▸ EXERCISE
What number of lines in the data below contain the string "UserData"? Answer with that number alone.

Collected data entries

▬▬▬▬▬▬▬▬▬▬

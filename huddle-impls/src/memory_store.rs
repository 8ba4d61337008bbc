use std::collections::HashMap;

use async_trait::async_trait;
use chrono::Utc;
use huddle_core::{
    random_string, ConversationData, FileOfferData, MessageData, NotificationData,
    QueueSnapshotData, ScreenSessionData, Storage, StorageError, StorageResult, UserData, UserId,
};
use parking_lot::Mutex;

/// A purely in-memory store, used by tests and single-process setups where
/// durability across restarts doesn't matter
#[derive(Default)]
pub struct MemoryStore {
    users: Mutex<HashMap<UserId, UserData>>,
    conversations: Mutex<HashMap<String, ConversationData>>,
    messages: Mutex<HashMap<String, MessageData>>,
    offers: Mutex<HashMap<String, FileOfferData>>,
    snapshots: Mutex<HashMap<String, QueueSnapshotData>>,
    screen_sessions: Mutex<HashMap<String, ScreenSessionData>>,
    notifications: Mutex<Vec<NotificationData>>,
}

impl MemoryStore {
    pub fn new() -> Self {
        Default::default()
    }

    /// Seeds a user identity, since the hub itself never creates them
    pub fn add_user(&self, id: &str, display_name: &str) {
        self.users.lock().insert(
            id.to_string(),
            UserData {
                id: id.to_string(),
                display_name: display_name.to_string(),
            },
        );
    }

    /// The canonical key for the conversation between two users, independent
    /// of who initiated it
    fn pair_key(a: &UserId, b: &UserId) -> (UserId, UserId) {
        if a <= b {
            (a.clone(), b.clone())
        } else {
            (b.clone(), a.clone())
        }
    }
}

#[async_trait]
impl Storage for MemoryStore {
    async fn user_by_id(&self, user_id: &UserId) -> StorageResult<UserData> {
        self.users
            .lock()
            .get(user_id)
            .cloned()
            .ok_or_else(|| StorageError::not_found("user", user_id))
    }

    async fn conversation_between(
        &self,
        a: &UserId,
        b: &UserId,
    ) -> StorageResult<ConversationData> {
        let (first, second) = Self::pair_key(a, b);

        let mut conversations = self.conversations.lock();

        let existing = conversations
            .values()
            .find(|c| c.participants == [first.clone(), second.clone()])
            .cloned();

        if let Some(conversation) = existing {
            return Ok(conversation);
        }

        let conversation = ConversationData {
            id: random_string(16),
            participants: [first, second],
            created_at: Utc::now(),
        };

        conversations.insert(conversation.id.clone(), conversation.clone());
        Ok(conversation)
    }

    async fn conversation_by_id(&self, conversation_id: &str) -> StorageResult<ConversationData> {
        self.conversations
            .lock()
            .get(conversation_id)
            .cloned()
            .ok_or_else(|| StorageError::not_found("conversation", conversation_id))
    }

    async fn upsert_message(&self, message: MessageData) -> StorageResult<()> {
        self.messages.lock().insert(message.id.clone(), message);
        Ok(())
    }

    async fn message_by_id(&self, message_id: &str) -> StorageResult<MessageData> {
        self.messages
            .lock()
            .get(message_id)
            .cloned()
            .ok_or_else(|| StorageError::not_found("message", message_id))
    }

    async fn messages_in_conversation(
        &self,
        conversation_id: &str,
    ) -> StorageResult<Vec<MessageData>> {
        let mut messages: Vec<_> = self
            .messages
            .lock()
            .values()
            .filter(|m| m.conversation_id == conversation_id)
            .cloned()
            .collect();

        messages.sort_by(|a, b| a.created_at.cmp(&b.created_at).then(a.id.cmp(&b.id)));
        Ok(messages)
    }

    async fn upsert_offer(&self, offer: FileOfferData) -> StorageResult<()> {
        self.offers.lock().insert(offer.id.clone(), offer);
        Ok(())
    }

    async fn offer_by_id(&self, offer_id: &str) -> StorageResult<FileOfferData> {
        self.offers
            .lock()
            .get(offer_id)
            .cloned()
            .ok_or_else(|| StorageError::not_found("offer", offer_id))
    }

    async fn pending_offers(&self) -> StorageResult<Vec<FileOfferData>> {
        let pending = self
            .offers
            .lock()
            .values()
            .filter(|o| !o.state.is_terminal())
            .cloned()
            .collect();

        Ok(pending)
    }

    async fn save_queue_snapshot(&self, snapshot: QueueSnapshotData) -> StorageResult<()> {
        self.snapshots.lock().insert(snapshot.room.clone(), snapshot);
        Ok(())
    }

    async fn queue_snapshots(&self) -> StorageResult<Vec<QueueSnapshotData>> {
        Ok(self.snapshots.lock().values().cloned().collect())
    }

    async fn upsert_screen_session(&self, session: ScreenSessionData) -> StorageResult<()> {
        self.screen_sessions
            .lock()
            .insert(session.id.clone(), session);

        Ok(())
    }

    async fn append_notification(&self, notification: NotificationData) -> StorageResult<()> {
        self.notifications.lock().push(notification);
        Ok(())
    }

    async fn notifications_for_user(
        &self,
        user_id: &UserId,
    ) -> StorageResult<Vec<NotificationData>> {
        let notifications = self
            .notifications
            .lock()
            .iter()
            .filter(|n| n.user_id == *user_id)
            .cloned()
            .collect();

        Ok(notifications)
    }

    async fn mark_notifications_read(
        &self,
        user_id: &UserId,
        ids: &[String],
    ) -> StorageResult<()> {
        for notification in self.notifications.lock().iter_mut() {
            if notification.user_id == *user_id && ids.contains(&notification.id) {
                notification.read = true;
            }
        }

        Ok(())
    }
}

▬▬▬▬▬▬▬▬▬▬

▸ REPLY TO THE TASK
4